Это был его обычный приём, помогавший насытиться впрок.
-  Не будь фраером! Ты же съел почти весь шашлык. И не называй меня Вик!
- Хорошо, старик. Но я могу съесть ещё. Смотри на жизнь легче. Что наша жизнь? Игра! Правда, девушки?
Девицы посмотрели на него оценивающе, но ничего не ответили. Видимо, в их глазах он не выглядел человеком, сорвавшим крупный куш. Желая поднять себя в их глазах, он заказал ещё бутылку сухого.
- Может быть, довольно? -  недовольным тоном возразила официантка.  - В прошлый раз вы не заплатили полностью по счёту.

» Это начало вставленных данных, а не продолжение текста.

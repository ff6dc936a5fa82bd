use aws_sdk_ses::types::{LambdaAction, ReceiptAction, ReceiptRule, S3Action, TlsPolicy};
use rootmail_core::rule_set::ReceiptRuleSpec;

use crate::adapters::identity::EmailIdentityService;
use crate::adapters::receipt_rules::ReceiptRuleAdmin;

use super::block_on;

#[derive(Debug, Clone)]
pub struct SesAdapter {
    client: aws_sdk_ses::Client,
}

impl SesAdapter {
    pub fn new(client: aws_sdk_ses::Client) -> Self {
        Self { client }
    }
}

fn build_receipt_rule(spec: &ReceiptRuleSpec) -> Result<ReceiptRule, String> {
    let s3_action = S3Action::builder()
        .bucket_name(&spec.bucket_name)
        .object_key_prefix(&spec.object_key_prefix)
        .build()
        .map_err(|error| format!("invalid S3 action: {error}"))?;
    let lambda_action = LambdaAction::builder()
        .function_arn(&spec.function_arn)
        .build()
        .map_err(|error| format!("invalid Lambda action: {error}"))?;

    ReceiptRule::builder()
        .name(&spec.rule_name)
        .enabled(true)
        .tls_policy(TlsPolicy::Require)
        .scan_enabled(true)
        .recipients(&spec.recipient)
        .actions(ReceiptAction::builder().s3_action(s3_action).build())
        .actions(ReceiptAction::builder().lambda_action(lambda_action).build())
        .build()
        .map_err(|error| format!("invalid receipt rule: {error}"))
}

impl EmailIdentityService for SesAdapter {
    fn verify_domain_identity(&self, domain: &str) -> Result<String, String> {
        block_on(
            self.client
                .verify_domain_identity()
                .domain(domain)
                .send(),
        )
        .map(|output| output.verification_token().to_string())
        .map_err(|error| format!("{error:?}"))
    }

    fn verify_domain_dkim(&self, domain: &str) -> Result<Vec<String>, String> {
        block_on(self.client.verify_domain_dkim().domain(domain).send())
            .map(|output| output.dkim_tokens().to_vec())
            .map_err(|error| format!("{error:?}"))
    }

    fn account_sending_enabled(&self) -> Result<bool, String> {
        block_on(self.client.get_account_sending_enabled().send())
            .map(|output| output.enabled())
            .map_err(|error| format!("{error:?}"))
    }

    fn identity_verification_status(&self, identity: &str) -> Result<Option<String>, String> {
        block_on(
            self.client
                .get_identity_verification_attributes()
                .identities(identity)
                .send(),
        )
        .map(|output| {
            output
                .verification_attributes()
                .get(identity)
                .map(|attributes| attributes.verification_status().as_str().to_string())
        })
        .map_err(|error| format!("{error:?}"))
    }

    fn identity_dkim_status(&self, identity: &str) -> Result<Option<String>, String> {
        block_on(
            self.client
                .get_identity_dkim_attributes()
                .identities(identity)
                .send(),
        )
        .map(|output| {
            output
                .dkim_attributes()
                .get(identity)
                .map(|attributes| attributes.dkim_verification_status().as_str().to_string())
        })
        .map_err(|error| format!("{error:?}"))
    }

    fn identity_forwarding_enabled(&self, identity: &str) -> Result<Option<bool>, String> {
        block_on(
            self.client
                .get_identity_notification_attributes()
                .identities(identity)
                .send(),
        )
        .map(|output| {
            output
                .notification_attributes()
                .get(identity)
                .map(|attributes| attributes.forwarding_enabled())
        })
        .map_err(|error| format!("{error:?}"))
    }
}

impl ReceiptRuleAdmin for SesAdapter {
    fn create_rule_set(&self, rule_set_name: &str) -> Result<(), String> {
        block_on(
            self.client
                .create_receipt_rule_set()
                .rule_set_name(rule_set_name)
                .send(),
        )
        .map(|_| ())
        .map_err(|error| format!("{error:?}"))
    }

    fn create_rule(&self, spec: &ReceiptRuleSpec) -> Result<(), String> {
        let rule = build_receipt_rule(spec)?;
        block_on(
            self.client
                .create_receipt_rule()
                .rule_set_name(&spec.rule_set_name)
                .rule(rule)
                .send(),
        )
        .map(|_| ())
        .map_err(|error| format!("{error:?}"))
    }

    fn set_active_rule_set(&self, rule_set_name: Option<&str>) -> Result<(), String> {
        block_on(
            self.client
                .set_active_receipt_rule_set()
                .set_rule_set_name(rule_set_name.map(str::to_string))
                .send(),
        )
        .map(|_| ())
        .map_err(|error| format!("{error:?}"))
    }

    fn delete_rule(&self, rule_set_name: &str, rule_name: &str) -> Result<(), String> {
        block_on(
            self.client
                .delete_receipt_rule()
                .rule_set_name(rule_set_name)
                .rule_name(rule_name)
                .send(),
        )
        .map(|_| ())
        .map_err(|error| format!("{error:?}"))
    }

    fn delete_rule_set(&self, rule_set_name: &str) -> Result<(), String> {
        block_on(
            self.client
                .delete_receipt_rule_set()
                .rule_set_name(rule_set_name)
                .send(),
        )
        .map(|_| ())
        .map_err(|error| format!("{error:?}"))
    }
}
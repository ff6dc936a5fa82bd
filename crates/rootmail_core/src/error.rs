use thiserror::Error;

#[derive(Debug, Clone, Error, PartialEq, Eq)]
pub enum ContractError {
    #[error("resource property '{0}' is required")]
    MissingProperty(String),
}

/// Failures while turning a raw inbound message into an action.
#[derive(Debug, Clone, Error, PartialEq, Eq)]
pub enum MailError {
    #[error("raw message could not be parsed as MIME")]
    Unparseable,
    #[error("message has neither a plain text nor an html body")]
    MissingBody,
    #[error("password reset message has no html body")]
    MissingHtmlBody,
    #[error("no password reset link found in message body")]
    MissingResetLink,
    #[error("recipient '{0}' does not follow the root+<id>@ convention")]
    MissingRootMarker(String),
    #[error("mail record '{0}' has no destination")]
    MissingDestination(String),
}
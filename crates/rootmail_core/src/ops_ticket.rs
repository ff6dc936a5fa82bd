use std::collections::BTreeMap;

use serde_json::json;

use crate::truncate::{truncate_with_marker, DESCRIPTION_LIMIT, SOURCE_LIMIT, TITLE_LIMIT};

pub const DEDUP_KEY: &str = "/aws/dedup";
pub const RESOURCES_KEY: &str = "/aws/resources";
pub const SEARCHABLE_STRING: &str = "SearchableString";

#[derive(Debug, Clone, PartialEq, Eq)]
pub struct OperationalDataEntry {
    pub value: String,
    pub data_type: &'static str,
}

/// OpsItem request derived from one inbound message.
#[derive(Debug, Clone, PartialEq, Eq)]
pub struct OpsTicketDraft {
    pub title: String,
    pub description: String,
    pub source: String,
    pub operational_data: BTreeMap<String, OperationalDataEntry>,
}

impl OpsTicketDraft {
    pub fn from_mail(
        message_id: &str,
        object_arn: &str,
        subject: &str,
        body: &str,
        recipient: &str,
    ) -> Self {
        let operational_data = BTreeMap::from([
            (
                DEDUP_KEY.to_string(),
                OperationalDataEntry {
                    value: json!({ "dedupString": message_id }).to_string(),
                    data_type: SEARCHABLE_STRING,
                },
            ),
            (
                RESOURCES_KEY.to_string(),
                OperationalDataEntry {
                    value: json!([{ "arn": object_arn }]).to_string(),
                    data_type: SEARCHABLE_STRING,
                },
            ),
        ]);

        Self {
            title: truncate_with_marker(subject, TITLE_LIMIT),
            description: truncate_with_marker(body, DESCRIPTION_LIMIT),
            source: truncate_with_marker(recipient, SOURCE_LIMIT),
            operational_data,
        }
    }
}

/// ARN of an archived message object, e.g. `arn:aws:s3:::bucket/RootMail/<id>`.
pub fn mail_object_arn(bucket_arn: &str, object_key: &str) -> String {
    format!("{bucket_arn}/{object_key}")
}
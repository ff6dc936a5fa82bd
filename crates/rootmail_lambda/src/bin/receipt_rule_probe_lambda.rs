use aws_config::BehaviorVersion;
use lambda_runtime::{service_fn, Error, LambdaEvent};
use rootmail_core::contract::{CustomResourceRequest, IsCompleteResponse};
use rootmail_lambda::aws::s3::S3Adapter;
use rootmail_lambda::handlers::receipt_rule_probe::probe_setup_complete;
use rootmail_lambda::logging::init_logging;
use serde_json::Value;

async fn handle_request(
    event: LambdaEvent<Value>,
    store: &S3Adapter,
) -> Result<IsCompleteResponse, Error> {
    let request: CustomResourceRequest = serde_json::from_value(event.payload)
        .map_err(|error| Error::from(format!("invalid is-complete event: {error}")))?;

    probe_setup_complete(&request, store).map_err(Error::from)
}

#[tokio::main]
async fn main() -> Result<(), Error> {
    init_logging();

    let aws_config = aws_config::load_defaults(BehaviorVersion::latest()).await;
    let store = S3Adapter::new(aws_sdk_s3::Client::new(&aws_config));
    let store = &store;

    lambda_runtime::run(service_fn(move |event| async move {
        handle_request(event, store).await
    }))
    .await
}
use rootmail_core::password_reset::PasswordResetParameter;

pub trait ParameterStore {
    fn put_reset_parameter(&self, parameter: &PasswordResetParameter) -> Result<(), String>;
}
//! AWS-oriented adapters and handlers for the rootmail workflow.
//!
//! Handlers are synchronous and talk to the outside world only through the
//! traits in [`adapters`]; [`aws`] implements those traits on top of the AWS
//! SDK and `reqwest`, and the binaries under `src/bin` wire both into
//! `lambda_runtime`.

pub mod adapters;
pub mod aws;
pub mod cleanup;
pub mod config;
pub mod error;
pub mod handlers;
pub mod logging;
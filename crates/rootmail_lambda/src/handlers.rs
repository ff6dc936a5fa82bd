pub mod custom_resource;
pub mod domain_verification;
pub mod mail_processor;
pub mod readiness;
pub mod ready_signal;
pub mod receipt_rule_activation;
pub mod receipt_rule_probe;
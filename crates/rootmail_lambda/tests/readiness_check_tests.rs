mod support;

use std::collections::VecDeque;
use std::sync::Mutex;

use rootmail_lambda::error::HandlerError;
use rootmail_lambda::handlers::readiness::check_ready;
use serde_json::json;
use support::events::custom_resource_request;
use support::fakes::ScriptedIdentity;

fn domain_properties() -> serde_json::Value {
    json!({ "Domain": "aws.example.com" })
}

#[test]
fn create_is_complete_when_every_check_passes() {
    let request = custom_resource_request("Create", domain_properties());
    let identity = ScriptedIdentity::default();

    let response = check_ready(&request, &identity).expect("check runs");

    assert!(response.is_complete);
    assert_eq!(
        identity.calls(),
        vec![
            "account_sending_enabled",
            "identity_verification_status",
            "identity_dkim_status",
            "identity_forwarding_enabled",
        ]
    );
}

#[test]
fn create_stops_at_first_pending_check() {
    let request = custom_resource_request("Create", domain_properties());
    let identity = ScriptedIdentity {
        dkim: Mutex::new(VecDeque::from([Some("Pending".to_string())])),
        ..ScriptedIdentity::default()
    };

    let response = check_ready(&request, &identity).expect("check runs");

    assert!(!response.is_complete);
    assert_eq!(
        identity.calls(),
        vec![
            "account_sending_enabled",
            "identity_verification_status",
            "identity_dkim_status",
        ]
    );
}

#[test]
fn disabled_sending_is_not_complete() {
    let request = custom_resource_request("Create", domain_properties());
    let identity = ScriptedIdentity {
        sending: Mutex::new(VecDeque::from([false])),
        ..ScriptedIdentity::default()
    };

    let response = check_ready(&request, &identity).expect("check runs");

    assert!(!response.is_complete);
    assert_eq!(identity.calls(), vec!["account_sending_enabled"]);
}

#[test]
fn update_and_delete_are_complete_without_calls() {
    for request_type in ["Update", "Delete"] {
        let request = custom_resource_request(request_type, domain_properties());
        let identity = ScriptedIdentity::default();

        let response = check_ready(&request, &identity).expect("no calls needed");

        assert!(response.is_complete, "{request_type}");
        assert!(identity.calls().is_empty(), "{request_type}");
    }
}

#[test]
fn create_without_domain_is_an_error() {
    let request = custom_resource_request("Create", json!({}));

    let error = check_ready(&request, &ScriptedIdentity::default()).expect_err("domain missing");

    assert!(matches!(error, HandlerError::Contract(_)));
}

- На этот раз всё до копейки!
Лаврик похлопал себя по карману. Он продолжал хорохориться, но что-то не ладилось. То ли он взял слишком резвый ход, то ли девицы ждали клиентов побогаче. Закадрить их не удалось.
Уже темнело, когда  Виктор и Вадим вышли на улицу. Начинался дождь.
- Старик, - разомлев от вина и сытости, слегка заплетающимся языком говорил Лаврик, - я бы тебя... пригласил… Но Люська… У меня есть один бардачок, вроде моего бывшего. Поедем. Вот, кстати, и троллейбус.
 Жена Лаврика и в самом деле не выносила присутствия чужих по ночам. В последний раз Виктор явился к ним подвыпившим и напугал её. И потом, бросив нож, который схватил сгоряча, гладил её дрожащее в рыданиях тело, а Вадик сидел рядом, и ему вряд ли всё это нравилось. Ведь его жена могла стать женой друга, стоило тому только пошевелить пальцем. Но он этого не сделал ; и Москва опять ушла от него.
- Нам сходить, - сказал Лаврик.
Дождь лил уже всерьёз, и они скоро промокли.
- Кстати, чтоб ты знал, - поёживаясь, говорил Лаврик, - хозяина зовут Яков. У него сегодня малина. Откинулась из зоны его маруха. Я тебя представлю - и сразу домой.
Миновав проходные дворы, приятели подошли к какому-то двухэтажному дому с облупленной штукатуркой. Возле двустворчатой окрашенной коричневой краской двери с позеленевшей медной ручкой Вадим остановился и позвонил. Послышались шаги, кашель, и хриплый мужской голос спросил:
- Кто там?
- Свои!
Дверь приоткрылась на ширину цепочки ; и в проёме показалось дублёное всеми жизненными ветрами лицо с ёжиком чёрных, тронутых сединой волос. Тяжёлый хмельной взгляд окинул стоявших у порога людей, особенно внимательно остановился на лице незнакомца.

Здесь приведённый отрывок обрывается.